Branching polymer molecules, called dendrimers - less than five nanometres in diameter and small enough to pass through a cell membrane - were loaded with the anticancer drug methotrexate, the vitamin folic acid, and a fluorescent imaging agent.
Mice with human epithelial cell tumours on their backs, injected with the loaded nanoparticles, lived much longer than those in the control group.
“In our longest trial, which lasted 99 days, 30% - 40% of the mice given the nano-particle with methotrexate survived. All the mice receiving free methotrexate died - either from overgrowth of the tumour or from the toxic effects of the drug,” says Jolanta Kukowska-Latallo, one of the researchers at the University of Michigan, US. “Effectively, we achieved a 30-day tumour delay - equivalent to about three years for a person.”
Cunning trick
The technique employs cunning Trojan horse trickery. All living cells require folic acid to replicate, but cancer cells have a particularly strong appetite for it, displaying up to one thousand more docking sites - called folate receptors - on their membranes. By attaching five folic acid molecules to branches of the dendrimer, the researchers were able to lure the cancer cells into accepting the whole package across the membrane and into the cell - including the toxic drug, which then kills off the cell.
The targeted process is far more effective than conventional chemotherapy, which relies on large concentrations of the anticancer drug in the extra-cellular fluid to slowly diffuse across the membranes, harming healthy tissue in the process.
James Baker, professor of biologic nanotechnology, who directed the study, explains: “This targeted binding gave us a million-fold improvement on drug uptake for cancer cells.
“It’s the first time that we’ve been able to inject a therapeutic cancer treatment into the bloodstream of an animal, and have it seek out tumour cells elsewhere in the body and target them to destruction.”
Detoxified therapy
He says that the treatment targeted the cancer cells so successfully that they had not even found an upper dosage limit, since it had not been toxic to healthy cells.
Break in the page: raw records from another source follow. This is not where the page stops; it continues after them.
//! Drive configuration.

use emu_core::MasterClock;

/// How the drive spends the firmware's idle loop.
#[derive(Debug, Clone, Copy, PartialEq, Eq, Default)]
#[cfg_attr(feature = "serde", derive(serde::Serialize, serde::Deserialize))]
pub enum IdleMethod {
    /// Run the idle loop instruction by instruction.
    None,
    /// Patch the loop with a trap that skips to the next scheduled event.
    #[default]
    TrapIdle,
}

/// Construction-time drive options.
#[derive(Debug, Clone, Copy, PartialEq, Eq)]
#[cfg_attr(feature = "serde", derive(serde::Serialize, serde::Deserialize))]
pub struct DriveConfig {
    /// The drive's own crystal.
    pub drive_clock: MasterClock,
    /// The crystal of the machine the drive is attached to.
    pub main_clock: MasterClock,
    pub idle: IdleMethod,
}

impl Default for DriveConfig {
    /// A 1 MHz drive on a PAL C64.
    fn default() -> Self {
        Self {
            drive_clock: MasterClock::new(1_000_000),
            main_clock: MasterClock::new(985_248),
            idle: IdleMethod::default(),
        }
    }
}

impl DriveConfig {
    /// A 1 MHz drive on an NTSC C64.
    #[must_use]
    pub fn ntsc() -> Self {
        Self {
            main_clock: MasterClock::new(1_022_727),
            ..Self::default()
        }
    }
}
“It will probably allow us to detoxify cancer therapy, so that instead of being a killer, cancer will become a chronic illness like diabetes - tumours will be reduced or killed off completely after large doses of this targeted treatment,” Baker told New Scientist. The group is hoping to begin clinical trials in humans within 18 months, although producing the dendrimers is costly and a technically difficult process.
“These preliminary results are very interesting. They show that nanotechnology has the potential to increase the effectiveness of modern day anti-cancer drugs by specifically targeting them to cancer cells," Emma Knight, Senior Science Information Officer at Cancer Research UK, says:
But she cautions that: “However, this work is still at a very early stage. Further studies are essential to work out whether this approach could be applied to humans.”
The researchers were able to determine where the dendrimers ended up in the body by following their attached fluorescent particles. They flowed freely in the extra cellular fluid - unable to cross the blood-brain barrier - before being filtered from the blood by the kidneys, and then eliminated in the mice urine.
“Brain tumours would perhaps be targeted by injecting the therapy directly into the brain,” Baker says.